Charting the Waters: Exploring Kubernetes Basics Through a Security Researcher’s Lens
Introduction
Driven by the motivation detailed in my previous post, I’ve set out to deconstruct Kubernetes into its core components. In this article, I’ll outline Kubernetes’ fundamental concepts and share my initial impressions, laying solid foundation before we move onto more hands-on approach.
What is Kubernetes?
Kubernetes is a powerful, open-source platform designed to manage and scale containerised applications. To put it simply, it helps you run and control your software without worrying about the specific hardware it’s running on.

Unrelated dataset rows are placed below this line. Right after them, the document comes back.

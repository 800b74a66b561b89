//! # agentwire-core
//!
//! A streaming AG-UI protocol engine for agent runs.
//!
//! An agent run arrives as a server-pushed `text/event-stream`: text deltas,
//! tool calls with streamed arguments, custom signals and approval gates.
//! This crate turns those bytes into a consistent conversation:
//!
//! - [`frame`] reassembles `data: ` frames from arbitrarily split chunks
//! - [`event`] decodes each frame into a typed [`ProtocolEvent`]
//! - [`run`] folds deltas into messages and tool calls for one run
//! - [`approval`] gates resumption until every deferred tool call is decided
//! - [`subscriber`] delivers events to handlers, in order, synchronously
//!
//! [`Session`] ties them together. It performs no I/O: a transport feeds it
//! bytes and sends the [`RunRequest`]s it produces.
//!
//! ## Quick Start
//!
//! ```
//! use agentwire_core::{RunOutcome, Session};
//!
//! let mut session = Session::new();
//! let request = session.submit("Hello").unwrap();
//! assert_eq!(request.messages.len(), 1);
//!
//! // Bytes from the transport, in whatever chunks they arrive.
//! session.feed(b"data: {\"type\":\"run-started\"}\n\ndata: {\"type\":\"text-mess");
//! session.feed(b"age-start\"}\n\ndata: {\"type\":\"text-message-content\",\"delta\":\"Hi\"}\n\n");
//! session.feed(b"data: {\"type\":\"text-message-end\",\"messageId\":\"m1\"}\n\n");
//! session.feed(b"data: {\"type\":\"run-finished\"}\n\n");
//!
//! assert_eq!(session.outcome(), Some(RunOutcome::Finished));
//! assert_eq!(session.conversation().messages()[1].content, "Hi");
//! ```
//!
//! ## Approvals
//!
//! A `deferred_tool_requests` custom event leaves the run awaiting approval.
//! Each decision goes through [`Session::record_approval`]; the last one
//! returns the resumption request carrying `deferred_tool_approvals`.
//!
//! ## Feature Flags
//!
//! - `test-utils` - recording subscriber and event-log builders

pub mod approval;
pub mod conversation;
pub mod custom;
pub mod error;
pub mod event;
pub mod frame;
pub mod payload;
pub mod run;
pub mod session;
pub mod subscriber;

#[cfg(any(test, feature = "test-utils"))]
pub mod test_utils;

pub use approval::ApprovalBarrier;
pub use conversation::{Conversation, Entry, Message, Role, Transcript};
pub use custom::{CustomSignal, DeferredToolRequest};
pub use error::{ApprovalError, DecodeError, SessionError};
pub use event::{decode, EventKind, ProtocolEvent};
pub use frame::{Frame, FrameReader};
pub use payload::Payload;
pub use run::{RunContext, RunOptions, RunPhase, ToolCall};
pub use session::{RunOutcome, RunRequest, RunState, Session, SessionStatus};
pub use subscriber::{EventContext, Interest, RunSubscriber, SubscriberId};
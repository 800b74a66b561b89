//! Subscriber dispatch.
//!
//! A [`RunSubscriber`] has one handler per event kind, all no-ops by default.
//! Dispatch is synchronous: every handler runs to completion, in
//! registration order, before the next frame is processed. Handlers see the
//! state after the event has been applied.

use std::fmt;

use crate::conversation::Conversation;
use crate::error::DecodeError;
use crate::event::{
    CustomEvent, EventKind, ProtocolEvent, RunError, RunFinished, RunStarted, StepFinished,
    StepStarted, TextMessageContent, TextMessageEnd, TextMessageStart, ToolCallArgs, ToolCallEnd,
    ToolCallResult, ToolCallStart,
};
use crate::run::RunContext;

/// State visible to a handler.
#[derive(Debug, Clone, Copy)]
pub struct EventContext<'a> {
    pub conversation: &'a Conversation,
    pub run: &'a RunContext,
}

/// Which optional handler groups a subscriber receives.
///
/// Lifecycle and text events are always delivered.
#[derive(Debug, Clone, Copy, PartialEq, Eq)]
pub struct Interest {
    /// Tool-call and step events.
    pub tool_calls: bool,
    pub custom_events: bool,
}

impl Interest {
    pub const ALL: Interest = Interest {
        tool_calls: true,
        custom_events: true,
    };

    pub fn without_tool_calls(mut self) -> Self {
        self.tool_calls = false;
        self
    }

    pub fn without_custom_events(mut self) -> Self {
        self.custom_events = false;
        self
    }

    /// Whether events of `kind` are delivered.
    pub fn includes(self, kind: EventKind) -> bool {
        if kind.is_tool_activity() {
            self.tool_calls
        } else if kind == EventKind::Custom {
            self.custom_events
        } else {
            true
        }
    }

    /// Both interests must include a group for it to be delivered.
    pub fn intersect(self, other: Interest) -> Interest {
        Interest {
            tool_calls: self.tool_calls && other.tool_calls,
            custom_events: self.custom_events && other.custom_events,
        }
    }
}

impl Default for Interest {
    fn default() -> Self {
        Self::ALL
    }
}

/// Receives run events.
///
/// Implement the handlers you need. Overriding [`on_event`](Self::on_event)
/// replaces the per-kind routing entirely; closures implement it directly:
///
/// ```
/// use agentwire_core::{ProtocolEvent, Session};
///
/// let mut session = Session::new();
/// session.subscribe(|event: &ProtocolEvent, _: &agentwire_core::EventContext<'_>| {
///     println!("{}", event.kind());
/// });
/// ```
#[allow(unused_variables)]
pub trait RunSubscriber: Send {
    /// Entry point for every delivered event.
    fn on_event(&mut self, event: &ProtocolEvent, ctx: &EventContext<'_>) {
        dispatch(self, event, ctx)
    }

    fn on_run_started(&mut self, event: &RunStarted, ctx: &EventContext<'_>) {}
    fn on_text_message_start(&mut self, event: &TextMessageStart, ctx: &EventContext<'_>) {}
    fn on_text_message_content(&mut self, event: &TextMessageContent, ctx: &EventContext<'_>) {}
    fn on_text_message_end(&mut self, event: &TextMessageEnd, ctx: &EventContext<'_>) {}
    fn on_tool_call_start(&mut self, event: &ToolCallStart, ctx: &EventContext<'_>) {}
    fn on_tool_call_args(&mut self, event: &ToolCallArgs, ctx: &EventContext<'_>) {}
    fn on_tool_call_end(&mut self, event: &ToolCallEnd, ctx: &EventContext<'_>) {}
    fn on_tool_call_result(&mut self, event: &ToolCallResult, ctx: &EventContext<'_>) {}
    fn on_step_started(&mut self, event: &StepStarted, ctx: &EventContext<'_>) {}
    fn on_step_finished(&mut self, event: &StepFinished, ctx: &EventContext<'_>) {}
    fn on_run_finished(&mut self, event: &RunFinished, ctx: &EventContext<'_>) {}
    fn on_run_error(&mut self, event: &RunError, ctx: &EventContext<'_>) {}
    fn on_custom(&mut self, event: &CustomEvent, ctx: &EventContext<'_>) {}

    /// A frame was dropped because it could not be decoded.
    fn on_decode_error(&mut self, error: &DecodeError, payload: &str) {}
}

/// Route an event to the matching per-kind handler.
pub fn dispatch<S>(subscriber: &mut S, event: &ProtocolEvent, ctx: &EventContext<'_>)
where
    S: RunSubscriber + ?Sized,
{
    match event {
        ProtocolEvent::RunStarted(e) => subscriber.on_run_started(e, ctx),
        ProtocolEvent::TextMessageStart(e) => subscriber.on_text_message_start(e, ctx),
        ProtocolEvent::TextMessageContent(e) => subscriber.on_text_message_content(e, ctx),
        ProtocolEvent::TextMessageEnd(e) => subscriber.on_text_message_end(e, ctx),
        ProtocolEvent::ToolCallStart(e) => subscriber.on_tool_call_start(e, ctx),
        ProtocolEvent::ToolCallArgs(e) => subscriber.on_tool_call_args(e, ctx),
        ProtocolEvent::ToolCallEnd(e) => subscriber.on_tool_call_end(e, ctx),
        ProtocolEvent::ToolCallResult(e) => subscriber.on_tool_call_result(e, ctx),
        ProtocolEvent::StepStarted(e) => subscriber.on_step_started(e, ctx),
        ProtocolEvent::StepFinished(e) => subscriber.on_step_finished(e, ctx),
        ProtocolEvent::RunFinished(e) => subscriber.on_run_finished(e, ctx),
        ProtocolEvent::RunError(e) => subscriber.on_run_error(e, ctx),
        ProtocolEvent::Custom(e) => subscriber.on_custom(e, ctx),
    }
}

/// Blanket implementation for closures
impl<F> RunSubscriber for F
where
    F: FnMut(&ProtocolEvent, &EventContext<'_>) + Send,
{
    fn on_event(&mut self, event: &ProtocolEvent, ctx: &EventContext<'_>) {
        self(event, ctx)
    }
}

/// Identifies a persistent subscription.
///
/// Used to remove subscribers via [`crate::Session::unsubscribe`].
#[derive(Debug, Clone, Copy, PartialEq, Eq, Hash)]
pub struct SubscriberId(pub(crate) u64);

struct Registration {
    id: SubscriberId,
    interest: Interest,
    subscriber: Box<dyn RunSubscriber>,
}

/// Persistent subscribers plus at most one transient, per-run subscriber.
#[derive(Default)]
pub struct SubscriberRegistry {
    next_id: u64,
    persistent: Vec<Registration>,
    transient: Option<Box<dyn RunSubscriber>>,
}

impl SubscriberRegistry {
    pub fn new() -> Self {
        Self::default()
    }

    pub fn add(&mut self, subscriber: Box<dyn RunSubscriber>, interest: Interest) -> SubscriberId {
        let id = SubscriberId(self.next_id);
        self.next_id += 1;
        self.persistent.push(Registration {
            id,
            interest,
            subscriber,
        });
        id
    }

    /// Returns `true` if a subscriber was removed.
    pub fn remove(&mut self, id: SubscriberId) -> bool {
        let before = self.persistent.len();
        self.persistent.retain(|registration| registration.id != id);
        self.persistent.len() != before
    }

    /// Replace the transient subscriber for the next run.
    pub fn set_transient(&mut self, subscriber: Option<Box<dyn RunSubscriber>>) {
        self.transient = subscriber;
    }

    pub fn clear_transient(&mut self) {
        self.transient = None;
    }

    pub fn len(&self) -> usize {
        self.persistent.len() + usize::from(self.transient.is_some())
    }

    pub fn is_empty(&self) -> bool {
        self.len() == 0
    }

    /// Deliver `event`: persistent subscribers first, then the transient one.
    ///
    /// `interest` is the run's filter and is combined with each
    /// subscriber's own.
    pub fn dispatch(&mut self, event: &ProtocolEvent, ctx: &EventContext<'_>, interest: Interest) {
        let kind = event.kind();
        for registration in &mut self.persistent {
            if registration.interest.intersect(interest).includes(kind) {
                registration.subscriber.on_event(event, ctx);
            }
        }
        if interest.includes(kind) {
            if let Some(subscriber) = self.transient.as_mut() {
                subscriber.on_event(event, ctx);
            }
        }
    }

    pub fn decode_error(&mut self, error: &DecodeError, payload: &str) {
        for registration in &mut self.persistent {
            registration.subscriber.on_decode_error(error, payload);
        }
        if let Some(subscriber) = self.transient.as_mut() {
            subscriber.on_decode_error(error, payload);
        }
    }
}

impl fmt::Debug for SubscriberRegistry {
    fn fmt(&self, f: &mut fmt::Formatter<'_>) -> fmt::Result {
        f.debug_struct("SubscriberRegistry")
            .field("persistent", &self.persistent.len())
            .field("transient", &self.transient.is_some())
            .finish()
    }
}
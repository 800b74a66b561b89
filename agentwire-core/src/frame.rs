//! Frame reader for server-pushed event streams.
//!
//! A frame is the text between two blank-line separators (`\n\n`, or
//! `\r\n\r\n`). Raw bytes are buffered until a separator has been seen, so a
//! network chunk may end anywhere: mid separator, mid line, or in the middle
//! of a multi-byte character. Only frames whose first line carries the
//! `data: ` prefix are forwarded.
//!
//! # Example
//!
//! ```
//! use agentwire_core::frame::FrameReader;
//!
//! let mut reader = FrameReader::new();
//! assert!(reader.push(b"data: {\"type\":\"RUN_").is_empty());
//!
//! let frames = reader.push(b"STARTED\"}\n\n");
//! assert_eq!(frames.len(), 1);
//! assert_eq!(frames[0].data, r#"{"type":"RUN_STARTED"}"#);
//! ```

use std::borrow::Cow;

/// Prefix that marks a payload line.
pub const DATA_PREFIX: &str = "data: ";

/// A complete frame with a `data: ` payload.
#[derive(Debug, Clone, PartialEq, Eq)]
pub struct Frame {
    /// Payload with the `data: ` prefix removed. Multiple payload lines are
    /// joined with `\n`.
    pub data: String,
}

/// Incremental frame reader.
///
/// One reader belongs to one connection. Call [`FrameReader::finish`] when
/// the connection ends and [`FrameReader::reset`] before reusing it.
#[derive(Debug, Default)]
pub struct FrameReader {
    buf: Vec<u8>,
    // Bytes before this offset cannot start a separator.
    scanned: usize,
}

impl FrameReader {
    /// Create an empty reader.
    pub fn new() -> Self {
        Self::default()
    }

    /// Append a chunk and return every frame it completed, in order.
    pub fn push(&mut self, chunk: &[u8]) -> Vec<Frame> {
        self.buf.extend_from_slice(chunk);

        let mut frames = Vec::new();
        while let Some((idx, sep_len)) = find_separator(&self.buf, self.scanned) {
            let raw: Vec<u8> = self.buf.drain(..idx + sep_len).take(idx).collect();
            self.scanned = 0;
            if let Some(frame) = parse_frame(&raw) {
                frames.push(frame);
            }
        }

        // A separator is at most four bytes, so the tail must be rescanned.
        self.scanned = self.buf.len().saturating_sub(3);
        frames
    }

    /// Append already-decoded text.
    pub fn push_str(&mut self, text: &str) -> Vec<Frame> {
        self.push(text.as_bytes())
    }

    /// Number of buffered bytes that do not yet form a complete frame.
    pub fn pending(&self) -> usize {
        self.buf.len()
    }

    /// End of stream. A trailing partial frame cannot be interpreted and is
    /// dropped; returns how many bytes were discarded.
    pub fn finish(&mut self) -> usize {
        let discarded = self.buf.len();
        if discarded > 0 {
            log::debug!("discarding {} bytes of incomplete frame at end of stream", discarded);
        }
        self.reset();
        discarded
    }

    /// Forget all buffered input.
    pub fn reset(&mut self) {
        self.buf.clear();
        self.scanned = 0;
    }
}

/// Locate the first frame separator at or after `from`.
///
/// Returns the separator's offset and its length in bytes.
fn find_separator(buf: &[u8], from: usize) -> Option<(usize, usize)> {
    let mut i = from;
    while i + 1 < buf.len() {
        if buf[i] == b'\n' && buf[i + 1] == b'\n' {
            return Some((i, 2));
        }
        if buf[i..].starts_with(b"\r\n\r\n") {
            return Some((i, 4));
        }
        i += 1;
    }
    None
}

/// Extract the payload of one frame, or `None` if it is not a data frame.
fn parse_frame(raw: &[u8]) -> Option<Frame> {
    let text = match std::str::from_utf8(raw) {
        Ok(text) => Cow::Borrowed(text),
        Err(e) => {
            log::warn!("frame is not valid UTF-8 ({}), decoding lossily", e);
            String::from_utf8_lossy(raw)
        }
    };

    let mut lines = text
        .split('\n')
        .map(|line| line.strip_suffix('\r').unwrap_or(line));

    let first = lines.next()?;
    let Some(payload) = first.strip_prefix(DATA_PREFIX) else {
        if !first.is_empty() {
            log::debug!("skipping non-data frame: {:.60}", first);
        }
        return None;
    };

    let mut data = payload.to_string();
    for line in lines {
        if let Some(more) = line.strip_prefix(DATA_PREFIX) {
            data.push('\n');
            data.push_str(more);
        }
    }

    Some(Frame { data })
}

#[cfg(test)]
#[path = "frame_tests.rs"]
mod tests;
//! N-of-N approval barrier for deferred tool requests.

use std::collections::{BTreeMap, BTreeSet};
use std::fmt;

use crate::custom::DeferredToolRequest;
use crate::error::ApprovalError;

/// Collects one decision per deferred tool call and releases exactly once.
///
/// The barrier releases synchronously inside the [`record`](Self::record)
/// call that supplies the last missing decision: that call, and only that
/// call, returns the decision snapshot. Decisions recorded after that are
/// rejected with [`ApprovalError::AlreadyReleased`].
///
/// ```
/// use agentwire_core::approval::ApprovalBarrier;
/// use agentwire_core::custom::DeferredToolRequest;
///
/// let requests = ["c1", "c2"].map(|id| DeferredToolRequest {
///     call_id: id.to_string(),
///     tool_name: "calc".to_string(),
///     args: Default::default(),
/// });
/// let mut barrier = ApprovalBarrier::new(requests.to_vec()).unwrap();
///
/// assert_eq!(barrier.record("c2", true), Ok(None));
/// let snapshot = barrier.record("c1", false).unwrap().unwrap();
/// assert_eq!(snapshot["c1"], false);
/// assert!(barrier.is_released());
/// ```
pub struct ApprovalBarrier {
    requests: Vec<DeferredToolRequest>,
    expected: BTreeSet<String>,
    decisions: BTreeMap<String, bool>,
    released: bool,
}

impl ApprovalBarrier {
    /// Create a barrier for the given requests.
    ///
    /// Returns `None` when there is nothing to decide. Repeated call IDs
    /// count once.
    pub fn new(requests: Vec<DeferredToolRequest>) -> Option<Self> {
        let mut expected = BTreeSet::new();
        let requests: Vec<DeferredToolRequest> = requests
            .into_iter()
            .filter(|request| expected.insert(request.call_id.clone()))
            .collect();

        if requests.is_empty() {
            return None;
        }

        Some(Self {
            requests,
            expected,
            decisions: BTreeMap::new(),
            released: false,
        })
    }

    /// Record the decision for one call.
    ///
    /// Returns the snapshot when this decision completes the set. Rejected
    /// decisions are logged and leave the barrier unchanged.
    pub fn record(
        &mut self,
        call_id: &str,
        approved: bool,
    ) -> Result<Option<BTreeMap<String, bool>>, ApprovalError> {
        let rejected = if self.released {
            Some(ApprovalError::AlreadyReleased(call_id.to_string()))
        } else if !self.expected.contains(call_id) {
            Some(ApprovalError::UnknownCall(call_id.to_string()))
        } else if self.decisions.contains_key(call_id) {
            Some(ApprovalError::AlreadyRecorded(call_id.to_string()))
        } else {
            None
        };
        if let Some(err) = rejected {
            log::warn!("Ignoring approval decision: {}", err);
            return Err(err);
        }

        self.decisions.insert(call_id.to_string(), approved);
        log::debug!(
            "Approval for {} recorded ({}/{})",
            call_id,
            self.decisions.len(),
            self.total_expected()
        );

        if self.decisions.len() < self.total_expected() {
            return Ok(None);
        }

        self.released = true;
        Ok(Some(self.decisions.clone()))
    }

    pub fn total_expected(&self) -> usize {
        self.expected.len()
    }

    /// Decisions recorded so far.
    pub fn decisions(&self) -> &BTreeMap<String, bool> {
        &self.decisions
    }

    /// All requests in arrival order.
    pub fn requests(&self) -> &[DeferredToolRequest] {
        &self.requests
    }

    /// Requests that still need a decision, in arrival order.
    pub fn pending(&self) -> Vec<DeferredToolRequest> {
        self.requests
            .iter()
            .filter(|request| !self.decisions.contains_key(&request.call_id))
            .cloned()
            .collect()
    }

    pub fn remaining(&self) -> usize {
        self.total_expected() - self.decisions.len()
    }

    pub fn is_released(&self) -> bool {
        self.released
    }
}

impl fmt::Debug for ApprovalBarrier {
    fn fmt(&self, f: &mut fmt::Formatter<'_>) -> fmt::Result {
        f.debug_struct("ApprovalBarrier")
            .field("expected", &self.expected)
            .field("decisions", &self.decisions)
            .field("released", &self.released)
            .finish_non_exhaustive()
    }
}
//! HuggingFace Hub fetches through the `hf-hub` client.
use super::{FetchError, Fetcher};
use crate::plan::FetchEntry;
use hf_hub::api::sync::{ApiBuilder, ApiRepo};
use std::path::PathBuf;

pub struct HubFetcher {
    repo_id: String,
    repo: ApiRepo,
}

impl HubFetcher {
    /// Build a client for `repo_id` whose cache lives in `cache_dir`.
    pub fn new(
        repo_id: &str,
        token: Option<String>,
        cache_dir: PathBuf,
    ) -> Result<Self, FetchError> {
        let api = ApiBuilder::new()
            .with_progress(true)
            .with_token(token)
            .with_cache_dir(cache_dir)
            .build()
            .map_err(|err| FetchError::Setup(format!("build hub client: {err}")))?;
        Ok(Self {
            repo_id: repo_id.to_string(),
            repo: api.model(repo_id.to_string()),
        })
    }
}

impl Fetcher for HubFetcher {
    fn retrieve(&self, entry: &FetchEntry) -> Result<PathBuf, FetchError> {
        tracing::debug!(repo = %self.repo_id, file = %entry.remote, "hub fetch");
        self.repo
            .get(&entry.remote)
            .map_err(|err| classify(&entry.remote, &err.to_string()))
    }
}

/// Gated repositories answer 401/403 until the license is accepted.
fn classify(remote: &str, message: &str) -> FetchError {
    let denied = ["401", "403", "gated", "Unauthorized", "Forbidden"]
        .iter()
        .any(|needle| message.contains(needle));
    if denied {
        FetchError::Unauthorized {
            remote: remote.to_string(),
            message: message.to_string(),
        }
    } else {
        FetchError::Transfer {
            remote: remote.to_string(),
            message: message.to_string(),
        }
    }
}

Here’s how it works: Kubernetes abstracts away the details of the physical machines (like servers) and offers a consistent environment for your applications. This means you can deploy and scale your apps across various types of infrastructure — be it physical servers, virtual machines, or cloud services — without changing how you manage them.
Think of Kubernetes as a “reverse virtual machine.” Instead of splitting a single server into multiple virtual systems, it combines multiple servers into a unified system for running your applications. After setting it up, you don’t need to manage the hardware directly. If you need more resources, you can simply add more servers to your cluster. Kubernetes handles the underlying complexity and lets you focus on directing what services you need and how they should run, without worrying about the physical infrastructure.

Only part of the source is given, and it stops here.